Instructions for the task
Return every line from the records below with the string "CashCardApi".

• • •

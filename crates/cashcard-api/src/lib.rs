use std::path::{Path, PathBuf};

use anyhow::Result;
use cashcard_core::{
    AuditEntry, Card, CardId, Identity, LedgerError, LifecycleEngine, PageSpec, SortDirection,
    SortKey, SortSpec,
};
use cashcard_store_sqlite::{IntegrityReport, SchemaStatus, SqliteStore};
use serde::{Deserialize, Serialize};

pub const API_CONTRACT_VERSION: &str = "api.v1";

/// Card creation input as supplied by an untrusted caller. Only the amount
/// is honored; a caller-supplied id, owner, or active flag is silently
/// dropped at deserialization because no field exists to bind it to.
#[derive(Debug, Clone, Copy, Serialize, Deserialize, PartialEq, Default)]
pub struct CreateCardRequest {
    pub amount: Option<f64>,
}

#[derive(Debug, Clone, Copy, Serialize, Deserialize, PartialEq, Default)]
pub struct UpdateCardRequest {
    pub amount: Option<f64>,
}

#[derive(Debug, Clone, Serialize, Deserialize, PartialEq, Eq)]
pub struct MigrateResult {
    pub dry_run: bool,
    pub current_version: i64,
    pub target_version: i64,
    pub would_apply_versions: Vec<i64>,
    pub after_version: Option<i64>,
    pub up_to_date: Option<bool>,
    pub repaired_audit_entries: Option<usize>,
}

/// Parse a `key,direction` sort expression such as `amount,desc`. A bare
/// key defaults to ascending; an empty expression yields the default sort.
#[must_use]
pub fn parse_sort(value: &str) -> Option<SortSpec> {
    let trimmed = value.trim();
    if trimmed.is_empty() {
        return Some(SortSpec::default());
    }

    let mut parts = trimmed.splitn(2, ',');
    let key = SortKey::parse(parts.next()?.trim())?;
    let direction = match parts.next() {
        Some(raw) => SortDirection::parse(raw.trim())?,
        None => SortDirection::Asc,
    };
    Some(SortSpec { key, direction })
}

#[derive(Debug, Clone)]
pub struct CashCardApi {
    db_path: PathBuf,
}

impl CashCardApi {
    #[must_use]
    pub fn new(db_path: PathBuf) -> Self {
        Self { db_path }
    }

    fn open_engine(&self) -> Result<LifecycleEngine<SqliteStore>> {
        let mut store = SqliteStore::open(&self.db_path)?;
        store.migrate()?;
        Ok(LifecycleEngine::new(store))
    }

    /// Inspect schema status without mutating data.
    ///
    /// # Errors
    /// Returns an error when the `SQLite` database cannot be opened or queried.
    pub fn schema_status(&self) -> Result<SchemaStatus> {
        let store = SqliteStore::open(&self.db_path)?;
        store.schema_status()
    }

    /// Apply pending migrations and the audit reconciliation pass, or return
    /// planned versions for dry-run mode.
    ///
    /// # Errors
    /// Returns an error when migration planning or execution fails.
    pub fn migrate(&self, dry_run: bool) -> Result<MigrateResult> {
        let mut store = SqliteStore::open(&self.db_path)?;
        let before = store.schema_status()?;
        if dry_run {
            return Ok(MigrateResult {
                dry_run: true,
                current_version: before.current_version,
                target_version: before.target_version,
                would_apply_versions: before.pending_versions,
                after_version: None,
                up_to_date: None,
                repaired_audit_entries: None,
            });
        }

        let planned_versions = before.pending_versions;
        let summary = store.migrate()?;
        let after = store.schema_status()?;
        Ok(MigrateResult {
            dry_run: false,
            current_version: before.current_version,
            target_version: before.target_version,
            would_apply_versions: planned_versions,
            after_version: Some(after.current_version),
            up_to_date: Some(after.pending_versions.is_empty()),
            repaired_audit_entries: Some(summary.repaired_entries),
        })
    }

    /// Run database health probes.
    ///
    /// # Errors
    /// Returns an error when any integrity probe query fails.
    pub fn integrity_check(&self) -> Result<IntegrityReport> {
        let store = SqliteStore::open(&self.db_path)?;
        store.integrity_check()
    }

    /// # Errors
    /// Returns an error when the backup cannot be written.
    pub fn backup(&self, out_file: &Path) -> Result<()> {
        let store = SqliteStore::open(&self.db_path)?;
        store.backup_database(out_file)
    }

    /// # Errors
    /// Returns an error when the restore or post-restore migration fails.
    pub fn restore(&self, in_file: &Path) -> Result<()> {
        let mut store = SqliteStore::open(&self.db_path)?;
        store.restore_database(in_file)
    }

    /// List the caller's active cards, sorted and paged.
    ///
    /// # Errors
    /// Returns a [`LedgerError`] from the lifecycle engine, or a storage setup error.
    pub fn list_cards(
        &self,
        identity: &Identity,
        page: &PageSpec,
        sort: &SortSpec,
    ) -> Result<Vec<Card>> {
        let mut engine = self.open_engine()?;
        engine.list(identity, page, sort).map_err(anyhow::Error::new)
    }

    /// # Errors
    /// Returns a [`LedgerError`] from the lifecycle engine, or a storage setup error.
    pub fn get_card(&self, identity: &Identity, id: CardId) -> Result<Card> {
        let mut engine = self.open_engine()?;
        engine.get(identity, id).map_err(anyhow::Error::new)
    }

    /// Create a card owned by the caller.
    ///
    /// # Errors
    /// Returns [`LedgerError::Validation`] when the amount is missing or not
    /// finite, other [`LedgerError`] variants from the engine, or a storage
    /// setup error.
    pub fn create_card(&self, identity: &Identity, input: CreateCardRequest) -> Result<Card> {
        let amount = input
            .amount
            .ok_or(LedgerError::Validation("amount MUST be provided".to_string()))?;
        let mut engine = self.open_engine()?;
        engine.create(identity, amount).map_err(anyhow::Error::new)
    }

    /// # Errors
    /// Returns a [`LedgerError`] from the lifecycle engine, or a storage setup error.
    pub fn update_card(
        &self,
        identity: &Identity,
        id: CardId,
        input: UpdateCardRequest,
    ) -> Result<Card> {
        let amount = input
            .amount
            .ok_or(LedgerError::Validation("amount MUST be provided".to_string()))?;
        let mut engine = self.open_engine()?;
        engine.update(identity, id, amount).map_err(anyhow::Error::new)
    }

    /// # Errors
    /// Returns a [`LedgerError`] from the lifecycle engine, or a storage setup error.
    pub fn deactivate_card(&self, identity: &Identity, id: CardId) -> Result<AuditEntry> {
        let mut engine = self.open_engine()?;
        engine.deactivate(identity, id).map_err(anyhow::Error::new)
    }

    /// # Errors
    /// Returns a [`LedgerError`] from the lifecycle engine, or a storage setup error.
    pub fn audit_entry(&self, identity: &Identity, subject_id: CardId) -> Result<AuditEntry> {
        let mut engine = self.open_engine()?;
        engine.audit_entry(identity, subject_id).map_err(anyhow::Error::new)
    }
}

• • •

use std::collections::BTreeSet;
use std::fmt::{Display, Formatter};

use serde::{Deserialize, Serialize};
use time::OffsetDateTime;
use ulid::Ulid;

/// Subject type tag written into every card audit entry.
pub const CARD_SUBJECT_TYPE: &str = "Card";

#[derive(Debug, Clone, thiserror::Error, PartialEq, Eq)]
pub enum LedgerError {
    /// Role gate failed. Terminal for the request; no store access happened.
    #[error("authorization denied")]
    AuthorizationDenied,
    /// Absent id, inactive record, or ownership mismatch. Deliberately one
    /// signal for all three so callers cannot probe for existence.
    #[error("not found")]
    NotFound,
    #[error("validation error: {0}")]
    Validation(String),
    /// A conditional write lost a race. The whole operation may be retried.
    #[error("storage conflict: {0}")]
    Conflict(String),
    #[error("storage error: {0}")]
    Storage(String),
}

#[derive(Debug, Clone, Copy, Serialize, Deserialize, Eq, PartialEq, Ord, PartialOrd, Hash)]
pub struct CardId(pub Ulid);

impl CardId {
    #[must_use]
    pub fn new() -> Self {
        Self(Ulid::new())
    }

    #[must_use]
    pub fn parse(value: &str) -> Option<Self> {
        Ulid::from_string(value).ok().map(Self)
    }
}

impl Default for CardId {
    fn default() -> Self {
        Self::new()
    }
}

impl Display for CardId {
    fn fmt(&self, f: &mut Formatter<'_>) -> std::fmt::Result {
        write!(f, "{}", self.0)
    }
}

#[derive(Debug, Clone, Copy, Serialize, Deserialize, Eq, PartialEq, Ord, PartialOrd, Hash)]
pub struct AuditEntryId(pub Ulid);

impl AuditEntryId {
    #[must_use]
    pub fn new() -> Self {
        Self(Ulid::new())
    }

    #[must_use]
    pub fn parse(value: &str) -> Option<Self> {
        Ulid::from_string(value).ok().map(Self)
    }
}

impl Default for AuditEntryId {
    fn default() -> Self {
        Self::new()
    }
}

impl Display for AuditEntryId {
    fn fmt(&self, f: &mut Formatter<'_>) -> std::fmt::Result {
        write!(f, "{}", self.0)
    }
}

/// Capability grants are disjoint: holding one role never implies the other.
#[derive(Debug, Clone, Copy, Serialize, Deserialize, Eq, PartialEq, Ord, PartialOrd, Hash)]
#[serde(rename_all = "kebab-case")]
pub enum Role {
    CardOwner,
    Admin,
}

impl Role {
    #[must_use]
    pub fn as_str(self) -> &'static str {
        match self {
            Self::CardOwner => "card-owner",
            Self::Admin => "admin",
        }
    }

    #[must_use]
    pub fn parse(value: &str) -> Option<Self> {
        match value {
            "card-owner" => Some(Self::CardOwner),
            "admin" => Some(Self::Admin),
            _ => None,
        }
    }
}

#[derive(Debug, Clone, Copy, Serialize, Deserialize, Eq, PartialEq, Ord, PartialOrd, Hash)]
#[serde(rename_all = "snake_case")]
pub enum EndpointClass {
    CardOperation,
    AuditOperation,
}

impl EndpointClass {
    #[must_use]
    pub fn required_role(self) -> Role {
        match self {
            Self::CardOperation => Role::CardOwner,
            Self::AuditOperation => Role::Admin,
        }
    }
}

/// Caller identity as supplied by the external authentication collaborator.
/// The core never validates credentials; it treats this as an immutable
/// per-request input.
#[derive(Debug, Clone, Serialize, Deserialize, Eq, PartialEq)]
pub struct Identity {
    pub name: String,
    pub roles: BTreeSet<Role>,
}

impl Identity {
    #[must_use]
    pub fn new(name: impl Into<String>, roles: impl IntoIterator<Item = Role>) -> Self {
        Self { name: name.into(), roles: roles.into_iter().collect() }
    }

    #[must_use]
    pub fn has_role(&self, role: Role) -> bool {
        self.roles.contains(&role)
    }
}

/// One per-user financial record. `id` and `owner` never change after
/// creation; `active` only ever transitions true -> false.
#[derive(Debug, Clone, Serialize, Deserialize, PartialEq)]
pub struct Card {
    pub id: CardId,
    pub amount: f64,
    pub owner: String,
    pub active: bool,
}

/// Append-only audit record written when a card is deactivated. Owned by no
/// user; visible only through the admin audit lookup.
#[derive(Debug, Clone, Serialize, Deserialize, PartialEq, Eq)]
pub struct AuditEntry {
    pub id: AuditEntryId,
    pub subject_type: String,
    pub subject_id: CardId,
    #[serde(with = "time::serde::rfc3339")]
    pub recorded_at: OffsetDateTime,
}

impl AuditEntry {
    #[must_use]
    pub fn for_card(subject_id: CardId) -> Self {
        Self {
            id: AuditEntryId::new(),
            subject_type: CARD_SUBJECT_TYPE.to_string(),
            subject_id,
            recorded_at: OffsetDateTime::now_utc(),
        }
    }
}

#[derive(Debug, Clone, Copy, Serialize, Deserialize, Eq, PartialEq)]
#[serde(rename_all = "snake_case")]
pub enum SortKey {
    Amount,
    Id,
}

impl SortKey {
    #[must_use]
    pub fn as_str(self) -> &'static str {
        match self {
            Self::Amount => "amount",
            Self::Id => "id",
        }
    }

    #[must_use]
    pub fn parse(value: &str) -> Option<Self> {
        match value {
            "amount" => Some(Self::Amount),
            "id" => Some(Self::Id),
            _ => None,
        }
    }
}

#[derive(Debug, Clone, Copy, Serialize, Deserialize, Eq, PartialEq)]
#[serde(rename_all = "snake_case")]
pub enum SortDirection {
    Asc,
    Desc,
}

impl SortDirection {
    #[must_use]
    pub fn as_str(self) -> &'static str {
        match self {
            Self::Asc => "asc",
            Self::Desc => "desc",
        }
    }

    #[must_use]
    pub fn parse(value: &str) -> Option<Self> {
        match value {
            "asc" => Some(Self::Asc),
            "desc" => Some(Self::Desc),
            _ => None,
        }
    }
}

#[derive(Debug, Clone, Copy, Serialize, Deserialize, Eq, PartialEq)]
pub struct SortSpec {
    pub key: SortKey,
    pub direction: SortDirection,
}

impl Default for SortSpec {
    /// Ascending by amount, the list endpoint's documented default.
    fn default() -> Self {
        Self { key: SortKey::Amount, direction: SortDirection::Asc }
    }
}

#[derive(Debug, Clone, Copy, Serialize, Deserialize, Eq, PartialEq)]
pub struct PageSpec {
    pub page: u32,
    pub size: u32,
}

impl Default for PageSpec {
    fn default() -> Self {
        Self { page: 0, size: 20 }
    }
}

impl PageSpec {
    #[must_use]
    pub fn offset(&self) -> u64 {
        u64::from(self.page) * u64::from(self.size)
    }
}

• • •

Reply
pub struct CashCardApi {
impl CashCardApi {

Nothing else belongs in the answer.